Damage Detection of buildings caused by the Blatten glacier. On 28th of May, the Blatten glacier collapsed and caused a lot of destruction. The debris caused by glacier meltdown destroyed a large part of the village, most of the house were buried under the Landslide and some were damaged by the artifical lake caused by the blockage of the river passing through the village.
This repository contains all the workflow of the damage detection analysis in the form of R markdown file, shapefiles, images, and we have also provided a model which can be utilized in QGIS Model Designer for reproduction and/or regeneration of results and also for automation.
The process of detecting the damaged building, can be seen in the Image. The initial filter analysis code can be seen in the R markdown file.
The whole analysis is divided into two parts Pre and Post-event, both have same steps, with slight differences for example "Compactness" was added to differentiate between the houses and elongated road segments, as this factor is important for the differentiation of the shape of houses and roads not the glacier debris or the lake. The Results folder contains the end results.
Our Area of interest is within the coordinates: 46.422532, 7.797989 and 46.406229, 7.829559. The data has been retrived from the offical site of Federal Office of the Topography swisstopo Rapid Mapping link
Due to limited computational resources, we choose the north-eastern part of the village due to high spatial frequency. As there were houses damaged by galcier landslide, houses damaged by the lake, and some undamaged houses pre and post.
We have applied Laplacian filter with value 3 on band 1, pre and post, and then also on band 3 of pre and post event.
Then we applied the GLCM texture filter on the band 1 of both the pre and post event.
We removed the unnecessary surrounding part of the the main RGB image and also the filtered images:
Here are all the clipped images for the pre event. Here are all the clipped images for the post event.
After clipping we have stacked all the four images to form a 6 band raster image for both the scenario: Pre-event and Post-event.
The final stacked image is fed to the segmentation algorithm for OTB Toolbox in QGIS with the parameter Spatial Radius as 15 and Range Radius as 14. The segemenation output for the pre event are here and for the post event are here.
We have calculated the statistics for all the segments. These statistics include min, max, mean, standard deviation, etc. Which were then used fo rthe training of the model along with compactness.
At this point segments' compactness was added to differentiate between the more compact houses' segments and elongated roads' segments because with compactness there was no significant sprectral difference between the two. Step 6 is only for the pre-event.
Then we joind the Sample Labels with these segments having statistics already calculated in order to train the model.
pre event labels
post event labels
These labels are manually picked with 195 labels for Pre-event and 198 for Post-event
The sample segmebts produced in the previous step were then fed to the SVM for training. Both the models for pre and post events are trained separately.

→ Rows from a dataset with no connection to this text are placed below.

//! Style values for markup tags: named colors, size keywords, and the
//! flattening of a segment's tag list into concrete paint attributes.

use serde::{Deserialize, Serialize};

use crate::markup::{StyleTag, TagKind};

/// sRGB RGBA, each channel 0-1.
pub type Color = [f32; 4];

/// Convert an 8-bit sRGB triple to a [`Color`] with alpha 1.0.
pub const fn rgb(r: u8, g: u8, b: u8) -> Color {
    [r as f32 / 255.0, g as f32 / 255.0, b as f32 / 255.0, 1.0]
}

/// Replace the alpha channel of `color`.
pub fn with_alpha(color: Color, alpha: f32) -> Color {
    [color[0], color[1], color[2], alpha]
}

/// Stock palette shared by the markup color table and the default theme.
pub mod palette {
    use super::{Color, rgb};

    pub const RED: Color = rgb(230, 41, 55);
    pub const GREEN: Color = rgb(0, 228, 48);
    pub const BLUE: Color = rgb(0, 121, 241);
    pub const YELLOW: Color = rgb(253, 249, 0);
    pub const PURPLE: Color = rgb(200, 122, 255);
    pub const ORANGE: Color = rgb(255, 161, 0);
    pub const WHITE: Color = rgb(255, 255, 255);
    pub const RAY_WHITE: Color = rgb(245, 245, 245);
    pub const BLACK: Color = rgb(0, 0, 0);
    pub const GRAY: Color = rgb(130, 130, 130);
    pub const DARK_GRAY: Color = rgb(80, 80, 80);
    pub const LIGHT_GRAY: Color = rgb(200, 200, 200);
}

/// Font-size multiplier for `[size=small]`.
pub const SIZE_SMALL: f32 = 0.8;
/// Font-size multiplier for `[size=large]`.
pub const SIZE_LARGE: f32 = 1.5;
/// Font-size multiplier for `[size=huge]`.
pub const SIZE_HUGE: f32 = 2.0;

/// Concrete paint attributes for one run of text.
#[derive(Debug, Clone, Copy, PartialEq, Serialize, Deserialize)]
pub struct ResolvedStyle {
    pub color: Color,
    pub font_size: f32,
    pub bold: bool,
    pub italic: bool,
}

impl ResolvedStyle {
    /// Plain style with the given color and size.
    pub const fn new(color: Color, font_size: f32) -> Self {
        Self {
            color,
            font_size,
            bold: false,
            italic: false,
        }
    }
}

impl Default for ResolvedStyle {
    fn default() -> Self {
        Self::new(palette::BLACK, 20.0)
    }
}

/// Look up a markup color name. Case-sensitive; unknown names are black.
pub fn named_color(name: &str) -> Color {
    match name {
        "red" => palette::RED,
        "green" => palette::GREEN,
        "blue" => palette::BLUE,
        "yellow" => palette::YELLOW,
        "purple" => palette::PURPLE,
        "orange" => palette::ORANGE,
        "white" => palette::WHITE,
        "black" => palette::BLACK,
        "gray" | "grey" => palette::GRAY,
        "darkgray" => palette::DARK_GRAY,
        "lightgray" => palette::LIGHT_GRAY,
        _ => palette::BLACK,
    }
}

/// Resolve a `[size=...]` value against the base font size.
///
/// Keywords scale the base size, a plain number is an absolute size, and
/// anything else leaves the base size unchanged.
pub fn resolve_size(value: &str, base_size: f32) -> f32 {
    match value {
        "small" => base_size * SIZE_SMALL,
        "large" => base_size * SIZE_LARGE,
        "huge" => base_size * SIZE_HUGE,
        other => match other.trim().parse::<f32>() {
            Ok(size) if size.is_finite() && size > 0.0 => size,
            _ => base_size,
        },
    }
}

/// Flatten a tag list onto `base`. Tags apply left to right, so a later tag
/// of the same kind overrides an earlier one.
pub fn resolve(tags: &[StyleTag], base: &ResolvedStyle) -> ResolvedStyle {
    tags.iter().fold(*base, |mut style, tag| {
        match tag.kind {
            TagKind::Color => style.color = named_color(&tag.value),
            TagKind::Size => style.font_size = resolve_size(&tag.value, base.font_size),
            TagKind::Bold => style.bold = true,
            TagKind::Italic => style.italic = true,
        }
        style
    })
}
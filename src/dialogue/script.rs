//! KDL dialogue scripts.
//!
//! ```kdl
//! node "root" text="The gate guard eyes you." {
//!     node "ask" text="Who goes there?" {
//!         node "friend" text="[color=green]A friend.[/color]"
//!     }
//!     node "leave" text="Walk away."
//! }
//! ```
//!
//! Exactly one top-level `node` is the root. The first argument is the node
//! id, `text` is optional. Children of other names are skipped with a warning.

use std::path::{Path, PathBuf};

use super::{DialogueTree, NodeId};

#[derive(Debug, thiserror::Error)]
pub enum ScriptError {
    #[error("failed to read {path}: {source}")]
    Io {
        path: PathBuf,
        #[source]
        source: std::io::Error,
    },
    #[error("failed to parse KDL: {0}")]
    Kdl(#[from] kdl::KdlError),
    #[error("script has no top-level node")]
    NoRoot,
    #[error("script has more than one top-level node (second is '{0}')")]
    ExtraRoot(String),
    #[error("node without an id under '{parent}'")]
    MissingId { parent: String },
}

const NODE: &str = "node";

/// Read and parse a dialogue script file.
pub fn load_script<C>(path: impl AsRef<Path>) -> Result<DialogueTree<C>, ScriptError> {
    let path = path.as_ref();
    let content = std::fs::read_to_string(path).map_err(|source| ScriptError::Io {
        path: path.to_path_buf(),
        source,
    })?;
    let tree = parse_script(&content)?;
    log::debug!("loaded {} dialogue nodes from {}", tree.len(), path.display());
    Ok(tree)
}

pub fn parse_script<C>(source: &str) -> Result<DialogueTree<C>, ScriptError> {
    let doc = source.parse::<kdl::KdlDocument>()?;

    let mut roots = doc.nodes().iter().filter(|n| is_dialogue_node(n));
    let root = roots.next().ok_or(ScriptError::NoRoot)?;
    if let Some(extra) = roots.next() {
        return Err(ScriptError::ExtraRoot(node_id(extra).unwrap_or("?").to_string()));
    }
    for other in doc.nodes().iter().filter(|n| !is_dialogue_node(n)) {
        log::warn!("skipping unknown top-level entry '{}'", other.name());
    }

    let id = node_id(root).ok_or_else(|| ScriptError::MissingId {
        parent: "<document>".to_string(),
    })?;
    let mut tree = DialogueTree::new(id, node_text(root));
    if let Some(children) = root.children() {
        let root_id = tree.root();
        add_children(&mut tree, root_id, id, children)?;
    }
    Ok(tree)
}

fn add_children<C>(
    tree: &mut DialogueTree<C>,
    parent: NodeId,
    parent_id: &str,
    children: &kdl::KdlDocument,
) -> Result<(), ScriptError> {
    for child in children.nodes() {
        if !is_dialogue_node(child) {
            log::warn!("skipping unknown entry '{}' under '{parent_id}'", child.name());
            continue;
        }
        let id = node_id(child).ok_or_else(|| ScriptError::MissingId {
            parent: parent_id.to_string(),
        })?;
        let Some(node) = tree.add_choice(parent, id, node_text(child)) else {
            continue;
        };
        if let Some(grandchildren) = child.children() {
            add_children(tree, node, id, grandchildren)?;
        }
    }
    Ok(())
}

fn is_dialogue_node(node: &kdl::KdlNode) -> bool {
    node.name().value() == NODE
}

fn node_id(node: &kdl::KdlNode) -> Option<&str> {
    node.get(0).and_then(|v| v.as_string())
}

fn node_text(node: &kdl::KdlNode) -> &str {
    node.get("text").and_then(|v| v.as_string()).unwrap_or("")
}

#[cfg(test)]
mod tests {
    use super::*;

    const GATE: &str = r#"
node "root" text="The gate guard eyes you." {
    node "ask" text="Who goes there?" {
        node "friend" text="A friend."
        node "foe"
    }
    node "leave" text="Walk away."
}
"#;

    fn ids(tree: &DialogueTree<()>) -> Vec<String> {
        tree.iter()
            .filter_map(|n| tree.get(n).map(|n| n.id.clone()))
            .collect()
    }

    #[test]
    fn nested_script() {
        let tree: DialogueTree<()> = parse_script(GATE).expect("valid script");
        assert_eq!(ids(&tree), ["root", "ask", "friend", "foe", "leave"]);

        let root = tree.get(tree.root()).expect("root");
        assert_eq!(root.text, "The gate guard eyes you.");
        assert_eq!(root.choices().len(), 2);

        let foe = tree.find("foe").and_then(|n| tree.get(n)).expect("foe");
        assert_eq!(foe.text, "");
    }

    #[test]
    fn unknown_entries_are_skipped() {
        let src = r#"
title "ignored"
node "root" text="hi" {
    comment "also ignored"
    node "a" text="A"
}
"#;
        let tree: DialogueTree<()> = parse_script(src).expect("valid script");
        assert_eq!(ids(&tree), ["root", "a"]);
    }

    #[test]
    fn structural_errors() {
        assert!(matches!(parse_script::<()>("title \"x\""), Err(ScriptError::NoRoot)));
        assert!(matches!(
            parse_script::<()>("node \"a\"\nnode \"b\""),
            Err(ScriptError::ExtraRoot(ref id)) if id == "b"
        ));
        assert!(matches!(
            parse_script::<()>("node \"root\" { node text=\"no id\" }"),
            Err(ScriptError::MissingId { ref parent }) if parent == "root"
        ));
        assert!(matches!(parse_script::<()>("node \"root\" {"), Err(ScriptError::Kdl(_))));
    }

    #[test]
    fn load_from_disk() {
        let dir = tempfile::tempdir().expect("tempdir");
        let path = dir.path().join("gate.kdl");
        std::fs::write(&path, GATE).expect("write");
        let tree: DialogueTree<()> = load_script(&path).expect("load");
        assert_eq!(tree.len(), 5);

        let missing = load_script::<()>(dir.path().join("missing.kdl"));
        assert!(matches!(missing, Err(ScriptError::Io { .. })));
    }
}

The model gives us different classes for both the events based on the number of classes in the samples.
pre - event classes
post - event classes
For the Pre event only the Houses are extracted from among the other classes and for the Post event only the Glacier and Lake has been extracted from among the other classes in order to perform the intersection.
The output from both the models is being intersected to find out the buildings which are damaged or not, final classes are Damaged by Lake, Damaged by landslide, Not Damaged. The result files can be found here.
To automate and/or reproduce the results, create the following folder structure:
- C:/AOHRSI-2025-Project
- C:/AOHRSI-2025-Project/1 - Pre Event
- C:/AOHRSI-2025-Project/2 - Post Event
- C:/AOHRSI-2025-Project/3 - Result
Next, copy all the folders from the Sample Folders directory into the following locations:
- Paste them inside
1 - Pre Event - Paste them inside
2 - Post Event
After that:
- Put all required inputs into the
Step-1 -- Model Inputsfolder inside the1 - Pre Eventand2 - Post Event. - Open QGIS.
- Add the inputs as layers in your project.
- Run the model in the QGIS Model Designer (Graphical Modeler).
The model will populate all the empty folders with the output data.
⚠️ Note: Please make the respective changes in the model for the Post-Event setup as well.